Environmental Profit & Loss Account
What is an EP&L?
An Environmental Profit & Loss Account is an innovative tool to measure the environmental footprint across our entire supply chain and then calculate the monetary value of the footprint as a common basis of comparison.
We take a deeper look than conventional sustainability reporting by measuring water use and water pollution, waste, greenhouse gas, other air emissions and land use beyond our own operations into our productions processes and even back to the source where we get our raw materials.
Why we use the EP&L for our group?
An EP&L analysis provides us with information we would otherwise not have to incorporate into our planning. By looking at our entire footprint, it helps us understand and identify opportunities to measure and better manage our environmental impacts. By stating these impacts in monetary terms, it enables us to have a common metric to compare performance across different product categories and business units.
It serves as a tool for deeper understanding and better decision-making in 3 ways:
- Strategic tool
The findings of the EP&L make transparent where we need to direct our sustainability initiatives in order to be effective and make real improvements in reducing our impacts. To find new solutions where it matters most. As a result we are looking into solutions to lessen the impact of our existing materials and production processes and to innovate new materials, technologies and sources that not only help us run more sustainably, but contribute to the overall success of our business.
- Risk management tool
Understanding the value and nature of our environmental impacts in the supply chain provides an early view of emerging risks, enabling us to incorporate these risks into our business planning and thus respond strategically to protect and enhance shareholder value. This is particularly relevant in an industry already facing increasing input costs as a result of a changing climate and availability of water and costs of energy.
- Transparency tool
By reporting the results of the EP&L we are being transparent about the extent of our environmental impacts and acknowledging our responsibility for the cost of doing business on Nature.

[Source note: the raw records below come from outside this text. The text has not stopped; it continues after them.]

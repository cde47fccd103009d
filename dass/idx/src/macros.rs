/// Make a `struct Name(u32)` newtype usable as a key of
/// [IndexedMap](crate::maps::IndexedMap) and
/// [SecondaryMap](crate::maps::SecondaryMap).
///
/// Keys are dense positions, so the arenas of a single function never come
/// close to `u32::MAX` entries.
#[macro_export]
macro_rules! impl_index {
    ($name: ident) => {
        impl $crate::IndexRef for $name {
            #[inline]
            fn index(&self) -> usize {
                self.0 as usize
            }

            #[inline]
            fn new(input: usize) -> Self {
                debug_assert!(input <= u32::MAX as usize);
                $name(input as u32)
            }
        }

        impl From<u32> for $name {
            fn from(raw: u32) -> Self {
                $name(raw)
            }
        }

        impl From<usize> for $name {
            fn from(position: usize) -> Self {
                <$name as $crate::IndexRef>::new(position)
            }
        }
    };
}
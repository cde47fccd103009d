//! Reduce a function to the instructions that decide which memory
//! locations it touches.
use dass_ir::{self as ir, InstIdx, LoopNest, Opcode, Value};
use std::collections::HashSet;

/// Keep loop headers, memory accesses, terminators and everything they
/// depend on. Dependencies computed from floating-point operands are
/// dropped since they cannot produce addresses. Every other instruction is
/// replaced by `undef` and erased. Returns the number of erased
/// instructions.
pub fn slice_memory(func: &mut ir::Function) -> usize {
    if func.is_empty() {
        return 0;
    }
    let nest = LoopNest::new(func);
    let mut keep: Vec<InstIdx> = func
        .inst_iter()
        .filter(|i| {
            let inst = func.inst(*i);
            nest.is_header(inst.block)
                || matches!(inst.op, Opcode::Load | Opcode::Store)
                || inst.is_terminator()
        })
        .collect();
    let mut kept: HashSet<InstIdx> = keep.iter().copied().collect();

    let mut next = 0;
    while next < keep.len() {
        let inst = func.inst(keep[next]);
        next += 1;
        for (pos, op) in inst.operands.iter().enumerate() {
            // The stored value never influences an address.
            if matches!(inst.op, Opcode::Store) && pos == 0 {
                continue;
            }
            let Value::Inst(dep) = op else { continue };
            let fp = func
                .inst(*dep)
                .operands
                .iter()
                .any(|v| func.value_type(v).is_fp());
            if !fp && kept.insert(*dep) {
                keep.push(*dep);
            }
        }
    }

    let removed: Vec<InstIdx> =
        func.inst_iter().filter(|i| !kept.contains(i)).collect();
    for i in &removed {
        let ty = func.inst(*i).ty;
        func.replace_all_uses(Value::Inst(*i), Value::Undef(ty));
        func.erase_inst(*i);
    }
    log::debug!("{}: sliced away {} instructions", func.name, removed.len());
    removed.len()
}

#[cfg(test)]
mod tests {
    use super::*;
    use ir::{Argument, BinOp, Builder, ICmpPred, Type};

    /// for (i = 0; i < 8; i++) { t = x * 2.0; A[i + 1] = t; s += i }
    fn scaled_store() -> ir::Function {
        let args = vec![
            Argument {
                name: "A".into(),
                ty: Type::Double.ptr_to(),
            },
            Argument {
                name: "x".into(),
                ty: Type::Double,
            },
        ];
        let mut f = ir::Function::new("f", args);
        let mut b = Builder::new(&mut f);
        let entry = b.add_block("entry");
        let body = b.add_block("body");
        let latch = b.add_block("latch");
        let exit = b.add_block("exit");
        b.set_insert_point(entry);
        b.br(body);
        b.set_insert_point(body);
        let i = b.phi(Type::Int(32), &[(entry, Value::int(32, 0))]);
        let s = b.phi(Type::Int(32), &[(entry, Value::int(32, 0))]);
        b.br(latch);
        b.set_insert_point(latch);
        let t = b.binary(
            BinOp::FMul,
            Value::Arg(1),
            Value::Const(ir::Constant::double(2.0)),
        );
        let idx = b.add(i.into(), Value::int(32, 1));
        let addr = b.gep(Value::Arg(0), idx.into());
        b.store(t.into(), addr.into());
        let s1 = b.add(s.into(), i.into());
        let i1 = b.add(i.into(), Value::int(32, 1));
        b.add_incoming(i, latch, i1.into());
        b.add_incoming(s, latch, s1.into());
        let c = b.icmp(ICmpPred::Slt, i1.into(), Value::int(32, 8));
        b.cond_br(c.into(), body, exit);
        b.set_insert_point(exit);
        b.ret(None);
        f
    }

    #[test]
    fn keeps_address_computations() {
        let mut f = scaled_store();
        let removed = slice_memory(&mut f);
        let names: Vec<_> = f
            .inst_iter()
            .map(|i| f.inst(i).name.to_string())
            .filter(|n| !n.is_empty())
            .collect();
        // Only the stored product goes. The sum feeds a header phi.
        assert_eq!(removed, 1);
        assert!(f.inst_by_name("fmul").is_none());
        assert!(names.contains(&"arrayidx".to_string()));
        assert!(names.contains(&"add".to_string()));
        assert!(names.contains(&"add0".to_string()));
        let store = f
            .inst_iter()
            .find(|i| matches!(f.inst(*i).op, Opcode::Store))
            .unwrap();
        assert_eq!(f.inst(store).operands[0], Value::Undef(Type::Double));
    }
}
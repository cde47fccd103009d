//! Loop kernels shared by the unit tests.
use dass_ir::{
    self as ir, Argument, BinOp, BlockIdx, Builder, ICmpPred, InstIdx,
    LoopMetadata, Type, Value,
};

fn array(name: &str) -> Vec<Argument> {
    vec![Argument {
        name: name.into(),
        ty: Type::Int(32).ptr_to(),
    }]
}

/// Increment `phi` in `latch` and leave to `exit` once it reaches `bound`.
fn close_loop(
    b: &mut Builder<'_>,
    phi: InstIdx,
    latch: BlockIdx,
    header: BlockIdx,
    exit: BlockIdx,
    bound: i64,
) {
    b.set_insert_point(latch);
    let next = b.add(phi.into(), Value::int(32, 1));
    b.add_incoming(phi, latch, next.into());
    let c = b.icmp(ICmpPred::Eq, next.into(), Value::int(32, bound));
    b.cond_br(c.into(), exit, header);
}

/// ```text
/// L1: for i in 0..4
///   L2: for j in 0..4
///     A[i * 4 + j] = A[(i + shift) * 4 + j] + 1
/// ```
/// In rotated form: `outer` and `inner` are the headers, `i` is the phi
/// `phi` and `j` is `phi0`.
pub fn shifted_update(shift: i64) -> ir::Function {
    let mut f = ir::Function::new("kernel", array("A"));
    let mut b = Builder::new(&mut f);
    let entry = b.add_block("entry");
    let outer = b.add_block("outer");
    let inner = b.add_block("inner");
    let latch = b.add_block("outer.latch");
    let exit = b.add_block("exit");
    b.set_loop_md(outer, LoopMetadata::named("L1"));
    b.set_loop_md(inner, LoopMetadata::named("L2"));

    b.set_insert_point(entry);
    b.br(outer);
    b.set_insert_point(outer);
    let i = b.phi(Type::Int(32), &[(entry, Value::int(32, 0))]);
    b.br(inner);

    b.set_insert_point(inner);
    let j = b.phi(Type::Int(32), &[(outer, Value::int(32, 0))]);
    let row = b.add(i.into(), Value::int(32, shift));
    let base = b.mul(row.into(), Value::int(32, 4));
    let src = b.add(base.into(), j.into());
    let src = b.gep(Value::Arg(0), src.into());
    let v = b.load(src.into());
    let v = b.add(v.into(), Value::int(32, 1));
    let base = b.mul(i.into(), Value::int(32, 4));
    let dst = b.add(base.into(), j.into());
    let dst = b.gep(Value::Arg(0), dst.into());
    b.store(v.into(), dst.into());
    let j1 = b.add(j.into(), Value::int(32, 1));
    b.add_incoming(j, inner, j1.into());
    let c = b.icmp(ICmpPred::Eq, j1.into(), Value::int(32, 4));
    b.cond_br(c.into(), latch, inner);

    b.set_insert_point(latch);
    let i1 = b.add(i.into(), Value::int(32, 1));
    b.add_incoming(i, latch, i1.into());
    let c = b.icmp(ICmpPred::Eq, i1.into(), Value::int(32, 4));
    b.cond_br(c.into(), exit, outer);
    b.set_insert_point(exit);
    b.ret(None);
    f
}

/// ```text
/// i = start
/// do { A[i] = 0; i += step } while (latch)
/// ```
/// The latch compares the stepped value `add` against `bound` with `pred`.
/// With `exits_on_true` a passing comparison leaves the loop.
pub fn counted_loop(
    start: i64,
    step: i64,
    pred: ICmpPred,
    bound: i64,
    exits_on_true: bool,
) -> ir::Function {
    let mut f = ir::Function::new("kernel", array("A"));
    let mut b = Builder::new(&mut f);
    let entry = b.add_block("entry");
    let body = b.add_block("body");
    let exit = b.add_block("exit");
    b.set_loop_md(body, LoopMetadata::named("L"));
    b.set_insert_point(entry);
    b.br(body);
    b.set_insert_point(body);
    let i = b.phi(Type::Int(32), &[(entry, Value::int(32, start))]);
    let p = b.gep(Value::Arg(0), i.into());
    b.store(Value::int(32, 0), p.into());
    let i1 = b.add(i.into(), Value::int(32, step));
    b.add_incoming(i, body, i1.into());
    let c = b.icmp(pred, i1.into(), Value::int(32, bound));
    if exits_on_true {
        b.cond_br(c.into(), exit, body);
    } else {
        b.cond_br(c.into(), body, exit);
    }
    b.set_insert_point(exit);
    b.ret(None);
    f
}

/// ```text
/// L1: for (i = 0; !(i > 3); i++)
///   L2: for j in 0..4
///     A[i * 4 + j] = A[12 + j] + 1
/// ```
/// The outer latch leaves on `sgt`, and the only conflict between the load
/// and the store happens in the last outer iteration.
pub fn last_row_read() -> ir::Function {
    let mut f = ir::Function::new("kernel", array("A"));
    let mut b = Builder::new(&mut f);
    let entry = b.add_block("entry");
    let outer = b.add_block("outer");
    let inner = b.add_block("inner");
    let latch = b.add_block("outer.latch");
    let exit = b.add_block("exit");
    b.set_loop_md(outer, LoopMetadata::named("L1"));
    b.set_loop_md(inner, LoopMetadata::named("L2"));

    b.set_insert_point(entry);
    b.br(outer);
    b.set_insert_point(outer);
    let i = b.phi(Type::Int(32), &[(entry, Value::int(32, 0))]);
    b.br(inner);

    b.set_insert_point(inner);
    let j = b.phi(Type::Int(32), &[(outer, Value::int(32, 0))]);
    let src = b.add(j.into(), Value::int(32, 12));
    let src = b.gep(Value::Arg(0), src.into());
    let v = b.load(src.into());
    let v = b.add(v.into(), Value::int(32, 1));
    let base = b.mul(i.into(), Value::int(32, 4));
    let dst = b.add(base.into(), j.into());
    let dst = b.gep(Value::Arg(0), dst.into());
    b.store(v.into(), dst.into());
    let j1 = b.add(j.into(), Value::int(32, 1));
    b.add_incoming(j, inner, j1.into());
    let c = b.icmp(ICmpPred::Eq, j1.into(), Value::int(32, 4));
    b.cond_br(c.into(), latch, inner);

    b.set_insert_point(latch);
    let i1 = b.add(i.into(), Value::int(32, 1));
    b.add_incoming(i, latch, i1.into());
    let c = b.icmp(ICmpPred::Sgt, i1.into(), Value::int(32, 3));
    b.cond_br(c.into(), exit, outer);
    b.set_insert_point(exit);
    b.ret(None);
    f
}

/// ```text
/// L1: for i in 0..4
///   L2: for j in 0..8
///     A[j] = A[j] + i
/// ```
/// A perfect nest whose inner loop is a single block.
pub fn row_update() -> ir::Function {
    let mut f = ir::Function::new("kernel", array("A"));
    let mut b = Builder::new(&mut f);
    let entry = b.add_block("entry");
    let outer = b.add_block("outer");
    let inner = b.add_block("inner");
    let latch = b.add_block("outer.latch");
    let exit = b.add_block("exit");
    b.set_loop_md(outer, LoopMetadata::named("L1"));
    b.set_loop_md(inner, LoopMetadata::named("L2"));

    b.set_insert_point(entry);
    b.br(outer);
    b.set_insert_point(outer);
    let i = b.phi(Type::Int(32), &[(entry, Value::int(32, 0))]);
    b.br(inner);
    b.set_insert_point(inner);
    let j = b.phi(Type::Int(32), &[(outer, Value::int(32, 0))]);
    let p = b.gep(Value::Arg(0), j.into());
    let v = b.load(p.into());
    let v = b.add(v.into(), i.into());
    b.store(v.into(), p.into());
    close_loop(&mut b, j, inner, inner, latch, 8);
    close_loop(&mut b, i, latch, outer, exit, 4);
    b.set_insert_point(exit);
    b.ret(None);
    f
}

/// ```text
/// for (i = 0; i != 8; i++)
///   s = (i & 1) == 0 ? s * 3 : s + 1
/// return s
/// ```
/// Both sides are equally likely without a profile, so the static
/// pipeline waits four cycles where the dynamic circuit waits two.
pub fn branchy_loop() -> ir::Function {
    let mut f = ir::Function::new("kernel", vec![]);
    f.ret_ty = Type::Int(32);
    let mut b = Builder::new(&mut f);
    let entry = b.add_block("entry");
    let header = b.add_block("header");
    let then = b.add_block("then");
    let other = b.add_block("else");
    let latch = b.add_block("latch");
    let exit = b.add_block("exit");
    b.set_insert_point(entry);
    b.br(header);
    b.set_insert_point(header);
    let i = b.phi(Type::Int(32), &[(entry, Value::int(32, 0))]);
    let s = b.phi(Type::Int(32), &[(entry, Value::int(32, 1))]);
    let odd = b.binary(BinOp::And, i.into(), Value::int(32, 1));
    let even = b.icmp(ICmpPred::Eq, odd.into(), Value::int(32, 0));
    b.cond_br(even.into(), then, other);
    b.set_insert_point(then);
    let s_then = b.mul(s.into(), Value::int(32, 3));
    b.br(latch);
    b.set_insert_point(other);
    let s_else = b.add(s.into(), Value::int(32, 1));
    b.br(latch);
    b.set_insert_point(latch);
    let s1 = b.phi(
        Type::Int(32),
        &[(then, s_then.into()), (other, s_else.into())],
    );
    let i1 = b.add(i.into(), Value::int(32, 1));
    b.add_incoming(i, latch, i1.into());
    b.add_incoming(s, latch, s1.into());
    let c = b.icmp(ICmpPred::Eq, i1.into(), Value::int(32, 8));
    b.cond_br(c.into(), exit, header);
    b.set_insert_point(exit);
    b.ret(Some(s1.into()));
    f
}
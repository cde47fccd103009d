use dass_ir::{
    Argument, Builder, Function, PipelineState, Schedule, Type, Value,
};
use dass_opt::analysis::{PortKind, PortOffsetAnalysis};
use proptest::prelude::*;

/// *out = a + 1
fn incr() -> Function {
    let mut f = Function::new(
        "incr",
        vec![
            Argument {
                name: "a".into(),
                ty: Type::Int(32),
            },
            Argument {
                name: "out".into(),
                ty: Type::Int(32).ptr_to(),
            },
        ],
    );
    let mut b = Builder::new(&mut f);
    let entry = b.add_block("entry");
    b.set_insert_point(entry);
    let s = b.add(Value::Arg(0), Value::int(32, 1));
    b.store(s.into(), Value::Arg(1));
    b.ret(None);
    f
}

/// A pipeline of `states` stages that reads `a` in stage `read`, adds in
/// stage `add` and writes `out` in stage `write`. The other stages run
/// unrelated operations.
fn pipeline(
    states: u32,
    latency: u32,
    read: u32,
    add: u32,
    write: u32,
) -> Schedule {
    let states = (0..states)
        .map(|sv| {
            let mut stmts = vec![];
            if sv == read {
                stmts.push("%a_read = read i32 @_ssdm_op_Read, i32 %a");
            }
            if sv == add {
                stmts.push("%add = add i32 %a_read, 1");
            }
            if sv == write {
                stmts.push("write void @_ssdm_op_Write, i32* %out, i32 %add");
            }
            let mut stmts: Vec<String> =
                stmts.into_iter().map(String::from).collect();
            if stmts.is_empty() {
                stmts.push(format!("%t{sv} = add i32 %c, 1"));
            }
            PipelineState {
                index: sv + 1,
                sv,
                delay: 0.0,
                stmts,
            }
        })
        .collect();
    Schedule {
        latency,
        ii: 1,
        states,
        handshake: vec![],
    }
}

#[test]
fn waiting_for_the_adder_pads_the_input() {
    let mut f = incr();
    f.schedule = Some(pipeline(5, 4, 0, 1, 4));
    let analysis = PortOffsetAnalysis::new(&f);
    let a = analysis.port("a").unwrap();
    // Stages 2 and 3 neither read `%add` nor produce it.
    assert_eq!((a.offset, a.idle_states, a.fifo_depth), (1, 2, 3));
    let out = analysis.port("out").unwrap();
    assert_eq!((out.offset, out.fifo_depth), (1, 3));
}

proptest! {
    #[test]
    fn offsets_stay_within_the_pipeline(
        (states, extra, read, add, write) in (1u32..8, 0u32..4)
            .prop_flat_map(|(n, extra)| {
                (Just(n), Just(extra), 0..n, 0..n, 0..n)
            }),
    ) {
        let latency = states - 1 + extra;
        let mut f = incr();
        f.schedule = Some(pipeline(states, latency, read, add, write));
        let analysis = PortOffsetAnalysis::new(&f);
        prop_assert_eq!(analysis.latency, latency);
        for port in &analysis.ports {
            prop_assert!(port.offset <= latency);
            match port.kind {
                PortKind::Input => prop_assert_eq!(
                    port.fifo_depth,
                    port.offset + port.idle_states
                ),
                PortKind::Output => {
                    prop_assert_eq!(port.fifo_depth, latency - port.offset)
                }
                PortKind::SharedMemory => {}
            }
        }
        prop_assert_eq!(analysis.port("a").unwrap().offset, add);
    }
}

We believe this will provide a basis for more meaningful and concrete ways to engage with our stakeholders including investors and NGOs and enable us to clearly demonstrate the positive results of our activities to reduce our impacts.
In the process of developing and deploying the EP&L in our brands, we are discovering new ways to analyse our performance and look for opportunities to improve.
Ultimately, the EP&L will help us make better, more informed business decisions that take into account the natural resources our business depends on to operate, and the subsequent environmental impacts, which will enable us to develop a more sustainable and resilient business model for the Group overall. By monetizing these impacts, we can provide a more integrated approach to sustainability reporting and analysis of our financial performance.
How are we deploying the EP&L across the Group?
Pioneered by PUMA, Kering is now rolling out EP&L analyses across the entire Group to be published in 2016. We are supporting this effort at a Group level and will leverage our synergies while simultaneously working with each of our brands independently and collaboratively. The goal is not just to deliver a new reporting approach, but to find new ways to enhance the sustainability of our products, improve our performance and deepen our understanding of our impacts. We call this synergistic approach the ‘Kering effect’.
This is the first time that a global Group of companies has undertaken such an analysis. The EP&L will lead us to new ways of doing business that take nature into account.